La falta de ejercicio está directamente relacionada con los problemas físicos y de salud

El cuerpo necesita ejercicio y movimiento, que se puede hacer en forma de cardio, fuerza o resistencia. Debido a los cambios hormonales que suceden con la menopausia, este ejercicio es todavía más importante.

Es por ello que se recomienda que las mujeres sigan practicando deporte. Aparte de los evidentes beneficios físicos, el deporte también ayuda a mejorar la calidad del sueño y el estado de ánimo. Si es necesario se puede adaptar la intensidad y el tiempo de los ejercicios, pero manteniendo una rutina que permita al cuerpo estar en movimiento.

La incontinencia urinaria y fecal son dos de los problemas más comunes relacionados con el suelo pélvico

Explica la fisioterapeuta, colaboradora de la empresa Intimina que, debido al debilitamiento del suelo pélvico, es frecuente que las mujeres experimenten pérdidas de orina y fecales cuando ejercen algún esfuerzo, como puede ocurrir durante la práctica deportiva. Es habitual que las mujeres dejen de practicar ejercicio físico por miedo o vergüenza a sufrir estas pérdidas. Un ejercicio terapéutico personalizado prescrito por un profesional titulado será clave para solucionar el problema.
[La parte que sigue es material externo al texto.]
//! Dataset artifact validation
//!
//! Checks that a persisted dataset is structurally correct without comparing
//! against golden files.

#![allow(dead_code)]

use serde_json::Value;
use std::path::Path;

#[derive(Debug, Clone, PartialEq)]
pub struct ValidationResult {
    pub valid: bool,
    pub errors: Vec<String>,
    pub warnings: Vec<String>,
}

impl Default for ValidationResult {
    fn default() -> Self {
        Self {
            valid: true,
            errors: Vec::new(),
            warnings: Vec::new(),
        }
    }
}

impl ValidationResult {
    pub fn error(&mut self, msg: String) {
        self.errors.push(msg);
        self.valid = false;
    }

    pub fn warn(&mut self, msg: String) {
        self.warnings.push(msg);
    }
}

/// Validate a dataset artifact:
/// - top level is an array of objects with exactly the four entry fields
/// - `caption` is a string or null, the other fields non-empty strings
/// - `slice_id` is `<video>/<6+ digits>` and indices ascend within a video
/// - referenced files exist (warning only, frames may have been renamed away)
pub fn validate_dataset(output: &Value) -> ValidationResult {
    let mut result = ValidationResult::default();

    let Some(entries) = output.as_array() else {
        result.error("dataset is not a JSON array".to_string());
        return result;
    };

    let mut last: Option<(String, u32)> = None;
    for (i, entry) in entries.iter().enumerate() {
        let Some(object) = entry.as_object() else {
            result.error(format!("entry {i} is not an object"));
            continue;
        };
        if object.len() != 4 {
            result.error(format!("entry {i} has {} fields, expected 4", object.len()));
        }

        for key in ["frame_path", "audio_path", "slice_id"] {
            match object.get(key).and_then(Value::as_str) {
                Some(s) if !s.is_empty() => {}
                _ => result.error(format!("entry {i}: {key} must be a non-empty string")),
            }
        }
        match object.get("caption") {
            Some(Value::String(_)) | Some(Value::Null) => {}
            _ => result.error(format!("entry {i}: caption must be a string or null")),
        }

        for key in ["frame_path", "audio_path"] {
            if let Some(path) = object.get(key).and_then(Value::as_str) {
                if !Path::new(path).exists() {
                    result.warn(format!("entry {i}: {key} {path} does not exist"));
                }
            }
        }

        let Some((video, index)) = object
            .get("slice_id")
            .and_then(Value::as_str)
            .and_then(parse_slice_id)
        else {
            result.error(format!("entry {i}: malformed slice_id"));
            continue;
        };
        if let Some((last_video, last_index)) = &last {
            if *last_video == video && index <= *last_index {
                result.error(format!("entry {i}: slice {index} of {video} out of order"));
            }
        }
        last = Some((video, index));
    }

    result
}

fn parse_slice_id(id: &str) -> Option<(String, u32)> {
    let (video, index) = id.rsplit_once('/')?;
    if video.is_empty() || index.len() < 6 || !index.bytes().all(|b| b.is_ascii_digit()) {
        return None;
    }
    Some((video.to_string(), index.parse().ok()?))
}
La menopausia y el rendimiento deportivo no están directamente relacionados

Durante la perimenopausia disminuye la producción de las hormonas sexuales femeninas, sobre todo de la progesterona y los estrógenos. A pesar del papel importante que juegan estas hormonas en nuestro cuerpo, su disminución no influye de manera directa en el rendimiento deportivo. Otros factores como la genética, el entrenamiento, la nutrición, la salud mental y el estado físico general sí pueden afectar a nuestra rutina deportiva.

Si bien es cierto que la menopausia puede suponer cambios en nuestra composición y masa muscular, son cambios habitualmente paulatinos y no suponen un obstáculo para la actividad física y el rendimiento deportivo. Sin embargo, también es necesario tener en cuenta la posibilidad de aparición de enfermedades como la osteoporosis o enfermedades cardíacas.
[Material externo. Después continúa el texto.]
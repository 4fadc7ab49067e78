//! `decompose`: slice videos without captioning

use super::ConfigArgs;
use anyhow::{bail, Result};
use clap::Args;
use task_dataset_decomposer::{decompose_all, discover_videos, FfmpegDecoder};
use tracing::{info, warn};

#[derive(Args)]
pub struct DecomposeCommand {
    #[command(flatten)]
    config: ConfigArgs,
}

impl DecomposeCommand {
    pub fn execute(self) -> Result<()> {
        let config = self.config.resolve()?;
        let videos = discover_videos(&config.videos_dir, &config.video_extensions)?;
        info!(
            "Decomposing {} videos with {} jobs",
            videos.len(),
            config.decompose_jobs
        );

        let decoder = FfmpegDecoder::new(config.audio.clone());
        let outcomes = decompose_all(
            &decoder,
            &videos,
            &config.frames_dir,
            &config.audio_dir,
            &config.slice_settings(),
            config.decompose_jobs,
        )?;

        let mut failed = 0;
        for outcome in &outcomes {
            match &outcome.result {
                Ok(video) => info!(
                    "{} -> {}, {}",
                    video.name,
                    video.frames_dir.display(),
                    video.audio_dir.display()
                ),
                Err(e) => {
                    warn!("{}: {}", outcome.video_path.display(), e);
                    failed += 1;
                }
            }
        }

        info!(
            "Decomposed {}/{} videos",
            outcomes.len() - failed,
            outcomes.len()
        );
        if failed == outcomes.len() {
            bail!("No video could be decomposed");
        }
        Ok(())
    }
}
Los cambios hormonales que suceden durante la menopausia pueden afectar al suelo pélvico

A raíz de esta etapa, las mujeres experimentan cambios a nivel muscular y de tejidos que pueden afectar al suelo pélvico. Por esta razón, con la llegada de la menopausia es el momento perfecto para revisarlo y ponerlo a punto de la mano de un fisioterapeuta especialista.

Se recomienda realizar los ejercicios de Kegel, ya que los puedes incluir en la rutina diaria de forma sencilla, para tonificar y fortalecer los músculos del suelo pélvico, responsables de proporcionar soporte a la vagina, la vejiga y el recto, así como de controlar los esfínteres. Aunque estos ejercicios son clave para tener un embarazo, parto y recuperación posparto saludables, están aconsejados para todas las mujeres.